Numa manhã fria, na véspera de São João, ela recebeu a encomenda vinda do Cariri. Cismada com o danado do vírus, foi logo higienizando tudo, preocupada com sua saúde. Um verdadeiro banquete composto por espigas de milho, feijão verde, jerimum, maxixe, umbuzada e queijo de coalho.

As lágrimas de saudades inundaram os olhos de Maria, que se apressou para preparar as comidas típicas. Tirou a palha, descabelou o milho, pegou o ralador e os grãos foram virando uma massa amarela. Nesse processo, até o dedo da senhora foi ralado, mas por pouco o desastre foi evitado. Até porque todo bônus tem seu ônus.

Dona Maria prepara as comidas típicas juninas.

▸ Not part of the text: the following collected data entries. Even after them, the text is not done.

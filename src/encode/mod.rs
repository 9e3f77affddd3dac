//! Encoder selection and frame sinks.
//!
//! Frames are consumed by a [`sink::FrameSink`]; the production sink streams them into a system
//! `ffmpeg` process configured from the encoder picked by [`select::select_encoder`].

/// `ffmpeg`-backed sink and per-family encoder settings.
pub mod ffmpeg;
/// Host capability probing (`lspci`, `ffmpeg -encoders`).
pub mod probe;
/// GPU classification and encoder selection.
pub mod select;
/// Frame sink trait and the in-memory sink.
pub mod sink;
/// `ffprobe` inspection of encoded output.
pub mod verify;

“Nasci e me criei no sítio. Desde a época dos meus falecidos pais que eu costumo ir pra lá no São João. São poucos os anos que fico aqui na cidade. Dá uma tristeza não poder estar perto de quem a gente gosta. O coração aperta, mas me apego com minha Nossa Senhora e tenho fé, que esses dias difíceis vão passar”, conta Dona Maria enquanto aperta seu santo terço com dedos enrugados.

Voltando ao Cariri, Seu José na companhia da sua esposa, decidiram fazer uma fogueira. Como moram isolados, longe da zona urbana, ficam mais sossegados por saber que a fumaça não ia prejudicar ninguém. Enquanto a fogueira soltava faíscas que dançavam no ritmo do frio do vento da noite, o casal prova do milho, fruto de tanto trabalho.

Este ano a fogueira é privilégio de poucos.

Na cidade, Dona Maria saboreia suas comidas feitas do milho, que veio do Cariri. Enquanto a manteiga derrete na pamonha, ela corta mais um pedaço de queijo e esquenta a boca com um gole de café. Entre garfadas, se pega olhando o relógio, como se a viajar no tempo. A comida tem gosto é de saudades. O “feliz São João”, esse ano, foi dito por meio de ligação telefônica.

No sítio, o agricultor, enquanto observa as chamas da fogueira, agradece por tudo. Mesmo em tempos difíceis, há muito o que se agradecer. “Estamos vivos, saudáveis, lucramos no roçado, minha família está bem, é o que importa. O ruim é só essa saudade que aperta”, disse José.

O terreiro está quase vazio. Mas, no coração, as crianças estão brincando a correr por essa terra a soltar bombinhas, enquanto os familiares relembram tempos de outrora sentados na calçada da velha casa. No rádio antigo, mas resistente igual ao caririzeiro, ecoa a voz do Velho Lua que canta as dores e alegrias desse povo aguerrido. Mesmo diante de tantas limitações e cuidados, o nosso São João segue vivo, e as fogueiras acesas dentro do coração de cada um.